== Problem description ==
The response should consist of every record, reproduced exactly.

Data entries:

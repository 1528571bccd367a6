// HTTP request handlers
use crate::application::refresh_service::DashboardState;
use crate::domain::dashboard::{Dashboard, TableRow};
use crate::domain::table::TableQuery;
use crate::presentation::app_state::AppState;
use crate::presentation::sse::sse_from_receiver;
use axum::{
    Json,
    extract::{Query, State},
    response::IntoResponse,
};
use serde::Serialize;
use std::sync::Arc;

#[derive(Debug, Serialize)]
pub struct DashboardView {
    pub loading: bool,
    pub error: Option<String>,
    pub dashboard: Option<Dashboard>,
}

/// Health check endpoint
pub async fn health_check() -> &'static str {
    "ok"
}

/// Raw state: phase, error flag and the latest snapshot
pub async fn get_state(State(state): State<Arc<AppState>>) -> Json<DashboardState> {
    Json(state.refresh_service.current())
}

/// Cards, charts, table and AI analysis built from the latest snapshot.
/// Errors are reported next to the last good data, never instead of it.
pub async fn get_dashboard(State(state): State<Arc<AppState>>) -> Json<DashboardView> {
    let current = state.refresh_service.current();
    Json(DashboardView {
        loading: current.loading,
        error: current.error,
        dashboard: state.dashboard_service.get_dashboard(),
    })
}

/// Readings table with optional sort and filters
pub async fn get_readings(
    Query(query): Query<TableQuery>,
    State(state): State<Arc<AppState>>,
) -> Json<Vec<TableRow>> {
    Json(state.dashboard_service.get_readings(&query).unwrap_or_default())
}

/// Manual refresh, outside the timer cadence
pub async fn refresh(State(state): State<Arc<AppState>>) -> Json<DashboardState> {
    let outcome = state.refresh_service.refresh().await;
    tracing::info!(?outcome, "manual refresh finished");
    Json(state.refresh_service.current())
}

/// Stream of state changes as server-sent events
pub async fn stream_state(State(state): State<Arc<AppState>>) -> impl IntoResponse {
    sse_from_receiver(state.refresh_service.subscribe())
}

#[cfg(test)]
mod tests {
    use super::*;
    use crate::application::dashboard_service::DashboardService;
    use crate::application::refresh_service::RefreshService;
    use crate::application::refresh_service::tests::{ScriptedSource, row};
    use crate::application::sheet_source::FetchError;

    fn app_state(source: Arc<ScriptedSource>) -> Arc<AppState> {
        let refresh_service = RefreshService::new(source);
        Arc::new(AppState {
            dashboard_service: DashboardService::new(refresh_service.clone()),
            refresh_service,
        })
    }

    #[tokio::test]
    async fn test_dashboard_loading_before_first_refresh() {
        let state = app_state(Arc::new(ScriptedSource::default()));
        let Json(view) = get_dashboard(State(state.clone())).await;
        assert!(view.loading);
        assert!(view.dashboard.is_none());

        let Json(rows) = get_readings(Query(TableQuery::default()), State(state)).await;
        assert!(rows.is_empty());
    }

    #[tokio::test]
    async fn test_refresh_then_error_keeps_dashboard() {
        let source = Arc::new(ScriptedSource::default());
        source.push(Ok(vec![row("10:00", 21.5)]));
        source.push(Err(FetchError::Envelope { len: 0 }));
        let state = app_state(source);

        let Json(after_ok) = refresh(State(state.clone())).await;
        assert!(!after_ok.loading);
        assert_eq!(after_ok.snapshot.as_ref().unwrap().reading_count(), 1);

        let Json(after_err) = refresh(State(state.clone())).await;
        assert!(after_err.error.is_some());

        let Json(view) = get_dashboard(State(state)).await;
        assert!(view.error.is_some());
        assert_eq!(view.dashboard.unwrap().rows.len(), 1);
    }

    #[tokio::test]
    async fn test_state_serializes_for_consumers() {
        let source = Arc::new(ScriptedSource::default());
        source.push(Ok(vec![row("10:00", 21.5)]));
        let state = app_state(source);
        refresh(State(state.clone())).await;

        let Json(current) = get_state(State(state)).await;
        let json = serde_json::to_value(&current).unwrap();
        assert_eq!(json["phase"], "idle");
        assert!(json["lastUpdated"].is_string());
        assert!(json.get("last_updated").is_none());
        assert_eq!(json["snapshot"]["temperatures"][0], 21.5);
        assert_eq!(json["snapshot"]["actions"]["None"], 1);
        assert_eq!(json["snapshot"]["readings"][0]["imageUrl"], serde_json::Value::Null);
    }
}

== Answer to this problem ==
repository 1528571bccd367a6
// HTTP request handlers
use crate::application::refresh_service::DashboardState;
use crate::domain::dashboard::{Dashboard, TableRow};
use crate::domain::table::TableQuery;
use crate::presentation::app_state::AppState;
use crate::presentation::sse::sse_from_receiver;
use axum::{
    Json,
    extract::{Query, State},
    response::IntoResponse,
};
use serde::Serialize;
use std::sync::Arc;

#[derive(Debug, Serialize)]
pub struct DashboardView {
    pub loading: bool,
    pub error: Option<String>,
    pub dashboard: Option<Dashboard>,
}

/// Health check endpoint
pub async fn health_check() -> &'static str {
    "ok"
}

/// Raw state: phase, error flag and the latest snapshot
pub async fn get_state(State(state): State<Arc<AppState>>) -> Json<DashboardState> {
    Json(state.refresh_service.current())
}

/// Cards, charts, table and AI analysis built from the latest snapshot.
/// Errors are reported next to the last good data, never instead of it.
pub async fn get_dashboard(State(state): State<Arc<AppState>>) -> Json<DashboardView> {
    let current = state.refresh_service.current();
    Json(DashboardView {
        loading: current.loading,
        error: current.error,
        dashboard: state.dashboard_service.get_dashboard(),
    })
}

/// Readings table with optional sort and filters
pub async fn get_readings(
    Query(query): Query<TableQuery>,
    State(state): State<Arc<AppState>>,
) -> Json<Vec<TableRow>> {
    Json(state.dashboard_service.get_readings(&query).unwrap_or_default())
}

/// Manual refresh, outside the timer cadence
pub async fn refresh(State(state): State<Arc<AppState>>) -> Json<DashboardState> {
    let outcome = state.refresh_service.refresh().await;
    tracing::info!(?outcome, "manual refresh finished");
    Json(state.refresh_service.current())
}

/// Stream of state changes as server-sent events
pub async fn stream_state(State(state): State<Arc<AppState>>) -> impl IntoResponse {
    sse_from_receiver(state.refresh_service.subscribe())
}

#[cfg(test)]
mod tests {
    use super::*;
    use crate::application::dashboard_service::DashboardService;
    use crate::application::refresh_service::RefreshService;
    use crate::application::refresh_service::tests::{ScriptedSource, row};
    use crate::application::sheet_source::FetchError;

    fn app_state(source: Arc<ScriptedSource>) -> Arc<AppState> {
        let refresh_service = RefreshService::new(source);
        Arc::new(AppState {
            dashboard_service: DashboardService::new(refresh_service.clone()),
            refresh_service,
        })
    }

    #[tokio::test]
    async fn test_dashboard_loading_before_first_refresh() {
        let state = app_state(Arc::new(ScriptedSource::default()));
        let Json(view) = get_dashboard(State(state.clone())).await;
        assert!(view.loading);
        assert!(view.dashboard.is_none());

        let Json(rows) = get_readings(Query(TableQuery::default()), State(state)).await;
        assert!(rows.is_empty());
    }

    #[tokio::test]
    async fn test_refresh_then_error_keeps_dashboard() {
        let source = Arc::new(ScriptedSource::default());
        source.push(Ok(vec![row("10:00", 21.5)]));
        source.push(Err(FetchError::Envelope { len: 0 }));
        let state = app_state(source);

        let Json(after_ok) = refresh(State(state.clone())).await;
        assert!(!after_ok.loading);
        assert_eq!(after_ok.snapshot.as_ref().unwrap().reading_count(), 1);

        let Json(after_err) = refresh(State(state.clone())).await;
        assert!(after_err.error.is_some());

        let Json(view) = get_dashboard(State(state)).await;
        assert!(view.error.is_some());
        assert_eq!(view.dashboard.unwrap().rows.len(), 1);
    }

    #[tokio::test]
    async fn test_state_serializes_for_consumers() {
        let source = Arc::new(ScriptedSource::default());
        source.push(Ok(vec![row("10:00", 21.5)]));
        let state = app_state(source);
        refresh(State(state.clone())).await;

        let Json(current) = get_state(State(state)).await;
        let json = serde_json::to_value(&current).unwrap();
        assert_eq!(json["phase"], "idle");
        assert!(json["lastUpdated"].is_string());
        assert!(json.get("last_updated").is_none());
        assert_eq!(json["snapshot"]["temperatures"][0], 21.5);
        assert_eq!(json["snapshot"]["actions"]["None"], 1);
        assert_eq!(json["snapshot"]["readings"][0]["imageUrl"], serde_json::Value::Null);
    }
}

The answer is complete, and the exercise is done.